=== EXERCISE DESCRIPTION ===
Line by line, set down the records exactly as they appear below.

Stored items
◇ ◇ ◇
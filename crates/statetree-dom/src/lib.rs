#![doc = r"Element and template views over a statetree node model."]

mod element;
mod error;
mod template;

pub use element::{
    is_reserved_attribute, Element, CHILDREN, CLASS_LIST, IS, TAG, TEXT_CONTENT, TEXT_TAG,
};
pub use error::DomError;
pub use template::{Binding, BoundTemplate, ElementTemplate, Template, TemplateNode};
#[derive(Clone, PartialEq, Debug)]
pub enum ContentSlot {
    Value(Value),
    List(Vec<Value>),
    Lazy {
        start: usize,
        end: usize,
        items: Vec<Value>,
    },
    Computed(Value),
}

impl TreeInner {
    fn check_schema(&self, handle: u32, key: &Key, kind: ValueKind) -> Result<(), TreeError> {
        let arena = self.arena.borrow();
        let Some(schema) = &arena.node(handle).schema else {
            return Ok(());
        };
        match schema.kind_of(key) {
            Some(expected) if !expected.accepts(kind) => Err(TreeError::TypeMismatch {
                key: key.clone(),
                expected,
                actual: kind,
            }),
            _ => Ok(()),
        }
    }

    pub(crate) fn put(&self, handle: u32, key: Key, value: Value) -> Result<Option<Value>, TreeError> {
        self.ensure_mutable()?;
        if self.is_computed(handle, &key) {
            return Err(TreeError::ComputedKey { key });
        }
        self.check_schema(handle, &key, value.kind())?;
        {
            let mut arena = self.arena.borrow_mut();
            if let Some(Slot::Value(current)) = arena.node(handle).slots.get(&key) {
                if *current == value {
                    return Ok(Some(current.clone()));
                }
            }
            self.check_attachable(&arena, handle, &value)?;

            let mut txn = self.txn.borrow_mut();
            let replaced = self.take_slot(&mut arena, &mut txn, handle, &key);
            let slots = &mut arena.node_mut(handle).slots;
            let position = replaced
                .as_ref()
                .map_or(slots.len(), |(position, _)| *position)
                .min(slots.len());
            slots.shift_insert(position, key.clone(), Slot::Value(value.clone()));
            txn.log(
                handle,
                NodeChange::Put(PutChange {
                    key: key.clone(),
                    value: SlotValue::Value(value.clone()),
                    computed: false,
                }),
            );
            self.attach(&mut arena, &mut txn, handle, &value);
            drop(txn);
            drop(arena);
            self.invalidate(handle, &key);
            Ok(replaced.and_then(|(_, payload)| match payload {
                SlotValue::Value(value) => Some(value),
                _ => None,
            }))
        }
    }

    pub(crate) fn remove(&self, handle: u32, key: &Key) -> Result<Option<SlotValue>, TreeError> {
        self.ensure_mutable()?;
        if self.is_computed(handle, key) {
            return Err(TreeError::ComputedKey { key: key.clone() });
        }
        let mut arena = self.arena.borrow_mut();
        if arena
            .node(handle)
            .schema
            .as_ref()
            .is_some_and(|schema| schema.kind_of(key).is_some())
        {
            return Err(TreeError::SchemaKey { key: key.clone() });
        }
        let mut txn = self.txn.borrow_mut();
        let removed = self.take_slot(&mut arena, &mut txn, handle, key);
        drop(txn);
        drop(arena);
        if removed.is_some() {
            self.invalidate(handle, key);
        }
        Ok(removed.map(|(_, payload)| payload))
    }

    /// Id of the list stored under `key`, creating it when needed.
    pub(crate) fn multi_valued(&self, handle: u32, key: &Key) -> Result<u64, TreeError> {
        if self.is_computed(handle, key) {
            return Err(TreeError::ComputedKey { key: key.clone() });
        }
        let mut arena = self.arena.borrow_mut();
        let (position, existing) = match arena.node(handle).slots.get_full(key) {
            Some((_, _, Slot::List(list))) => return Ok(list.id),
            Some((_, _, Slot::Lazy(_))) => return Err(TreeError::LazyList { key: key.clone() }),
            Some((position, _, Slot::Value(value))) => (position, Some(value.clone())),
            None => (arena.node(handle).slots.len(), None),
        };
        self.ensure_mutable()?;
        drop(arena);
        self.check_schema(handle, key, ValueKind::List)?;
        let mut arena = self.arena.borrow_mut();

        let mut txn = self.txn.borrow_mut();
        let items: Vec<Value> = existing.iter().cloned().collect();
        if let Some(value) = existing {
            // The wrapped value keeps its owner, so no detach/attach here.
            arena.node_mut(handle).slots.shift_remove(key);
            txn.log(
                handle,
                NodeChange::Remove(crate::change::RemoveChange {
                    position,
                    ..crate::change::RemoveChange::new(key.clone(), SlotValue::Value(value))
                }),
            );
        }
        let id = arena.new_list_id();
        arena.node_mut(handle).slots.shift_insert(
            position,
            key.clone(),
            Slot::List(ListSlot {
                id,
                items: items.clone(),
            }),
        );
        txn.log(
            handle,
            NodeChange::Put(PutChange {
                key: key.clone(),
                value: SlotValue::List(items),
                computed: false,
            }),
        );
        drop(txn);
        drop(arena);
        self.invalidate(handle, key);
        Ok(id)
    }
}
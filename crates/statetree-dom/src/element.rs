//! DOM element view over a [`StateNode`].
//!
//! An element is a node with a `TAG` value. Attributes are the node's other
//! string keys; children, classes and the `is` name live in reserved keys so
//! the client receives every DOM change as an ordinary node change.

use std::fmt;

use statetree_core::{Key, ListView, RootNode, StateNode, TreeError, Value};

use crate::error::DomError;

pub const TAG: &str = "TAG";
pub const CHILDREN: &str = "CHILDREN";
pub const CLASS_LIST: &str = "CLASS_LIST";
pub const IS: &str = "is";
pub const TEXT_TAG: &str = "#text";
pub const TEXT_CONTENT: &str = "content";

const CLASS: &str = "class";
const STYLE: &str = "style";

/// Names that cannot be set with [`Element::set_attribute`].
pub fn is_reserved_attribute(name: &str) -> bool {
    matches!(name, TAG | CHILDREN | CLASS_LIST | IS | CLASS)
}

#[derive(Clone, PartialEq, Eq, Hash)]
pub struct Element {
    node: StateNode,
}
◇ ◇ ◇
=== REPLY TO THE TASK ===
filename crates/statetree-dom/src/lib.rs
#![doc = r"Element and template views over a statetree node model."]

mod element;
mod error;
mod template;

pub use element::{
    is_reserved_attribute, Element, CHILDREN, CLASS_LIST, IS, TAG, TEXT_CONTENT, TEXT_TAG,
};
pub use error::DomError;
pub use template::{Binding, BoundTemplate, ElementTemplate, Template, TemplateNode};
#[derive(Clone, PartialEq, Debug)]
pub enum ContentSlot {
    Value(Value),
    List(Vec<Value>),
    Lazy {
        start: usize,
        end: usize,
        items: Vec<Value>,
    },
    Computed(Value),
}

impl TreeInner {
    fn check_schema(&self, handle: u32, key: &Key, kind: ValueKind) -> Result<(), TreeError> {
        let arena = self.arena.borrow();
        let Some(schema) = &arena.node(handle).schema else {
            return Ok(());
        };
        match schema.kind_of(key) {
            Some(expected) if !expected.accepts(kind) => Err(TreeError::TypeMismatch {
                key: key.clone(),
                expected,
                actual: kind,
            }),
            _ => Ok(()),
        }
    }

    pub(crate) fn put(&self, handle: u32, key: Key, value: Value) -> Result<Option<Value>, TreeError> {
        self.ensure_mutable()?;
        if self.is_computed(handle, &key) {
            return Err(TreeError::ComputedKey { key });
        }
        self.check_schema(handle, &key, value.kind())?;
        {
            let mut arena = self.arena.borrow_mut();
            if let Some(Slot::Value(current)) = arena.node(handle).slots.get(&key) {
                if *current == value {
                    return Ok(Some(current.clone()));
                }
            }
            self.check_attachable(&arena, handle, &value)?;

            let mut txn = self.txn.borrow_mut();
            let replaced = self.take_slot(&mut arena, &mut txn, handle, &key);
            let slots = &mut arena.node_mut(handle).slots;
            let position = replaced
                .as_ref()
                .map_or(slots.len(), |(position, _)| *position)
                .min(slots.len());
            slots.shift_insert(position, key.clone(), Slot::Value(value.clone()));
            txn.log(
                handle,
                NodeChange::Put(PutChange {
                    key: key.clone(),
                    value: SlotValue::Value(value.clone()),
                    computed: false,
                }),
            );
            self.attach(&mut arena, &mut txn, handle, &value);
            drop(txn);
            drop(arena);
            self.invalidate(handle, &key);
            Ok(replaced.and_then(|(_, payload)| match payload {
                SlotValue::Value(value) => Some(value),
                _ => None,
            }))
        }
    }

    pub(crate) fn remove(&self, handle: u32, key: &Key) -> Result<Option<SlotValue>, TreeError> {
        self.ensure_mutable()?;
        if self.is_computed(handle, key) {
            return Err(TreeError::ComputedKey { key: key.clone() });
        }
        let mut arena = self.arena.borrow_mut();
        if arena
            .node(handle)
            .schema
            .as_ref()
            .is_some_and(|schema| schema.kind_of(key).is_some())
        {
            return Err(TreeError::SchemaKey { key: key.clone() });
        }
        let mut txn = self.txn.borrow_mut();
        let removed = self.take_slot(&mut arena, &mut txn, handle, key);
        drop(txn);
        drop(arena);
        if removed.is_some() {
            self.invalidate(handle, key);
        }
        Ok(removed.map(|(_, payload)| payload))
    }

    /// Id of the list stored under `key`, creating it when needed.
    pub(crate) fn multi_valued(&self, handle: u32, key: &Key) -> Result<u64, TreeError> {
        if self.is_computed(handle, key) {
            return Err(TreeError::ComputedKey { key: key.clone() });
        }
        let mut arena = self.arena.borrow_mut();
        let (position, existing) = match arena.node(handle).slots.get_full(key) {
            Some((_, _, Slot::List(list))) => return Ok(list.id),
            Some((_, _, Slot::Lazy(_))) => return Err(TreeError::LazyList { key: key.clone() }),
            Some((position, _, Slot::Value(value))) => (position, Some(value.clone())),
            None => (arena.node(handle).slots.len(), None),
        };
        self.ensure_mutable()?;
        drop(arena);
        self.check_schema(handle, key, ValueKind::List)?;
        let mut arena = self.arena.borrow_mut();

        let mut txn = self.txn.borrow_mut();
        let items: Vec<Value> = existing.iter().cloned().collect();
        if let Some(value) = existing {
            // The wrapped value keeps its owner, so no detach/attach here.
            arena.node_mut(handle).slots.shift_remove(key);
            txn.log(
                handle,
                NodeChange::Remove(crate::change::RemoveChange {
                    position,
                    ..crate::change::RemoveChange::new(key.clone(), SlotValue::Value(value))
                }),
            );
        }
        let id = arena.new_list_id();
        arena.node_mut(handle).slots.shift_insert(
            position,
            key.clone(),
            Slot::List(ListSlot {
                id,
                items: items.clone(),
            }),
        );
        txn.log(
            handle,
            NodeChange::Put(PutChange {
                key: key.clone(),
                value: SlotValue::List(items),
                computed: false,
            }),
        );
        drop(txn);
        drop(arena);
        self.invalidate(handle, key);
        Ok(id)
    }
}
filename crates/statetree-dom/src/element.rs
//! DOM element view over a [`StateNode`].
//!
//! An element is a node with a `TAG` value. Attributes are the node's other
//! string keys; children, classes and the `is` name live in reserved keys so
//! the client receives every DOM change as an ordinary node change.

use std::fmt;

use statetree_core::{Key, ListView, RootNode, StateNode, TreeError, Value};

use crate::error::DomError;

pub const TAG: &str = "TAG";
pub const CHILDREN: &str = "CHILDREN";
pub const CLASS_LIST: &str = "CLASS_LIST";
pub const IS: &str = "is";
pub const TEXT_TAG: &str = "#text";
pub const TEXT_CONTENT: &str = "content";

const CLASS: &str = "class";
const STYLE: &str = "style";

/// Names that cannot be set with [`Element::set_attribute`].
pub fn is_reserved_attribute(name: &str) -> bool {
    matches!(name, TAG | CHILDREN | CLASS_LIST | IS | CLASS)
}

#[derive(Clone, PartialEq, Eq, Hash)]
pub struct Element {
    node: StateNode,
}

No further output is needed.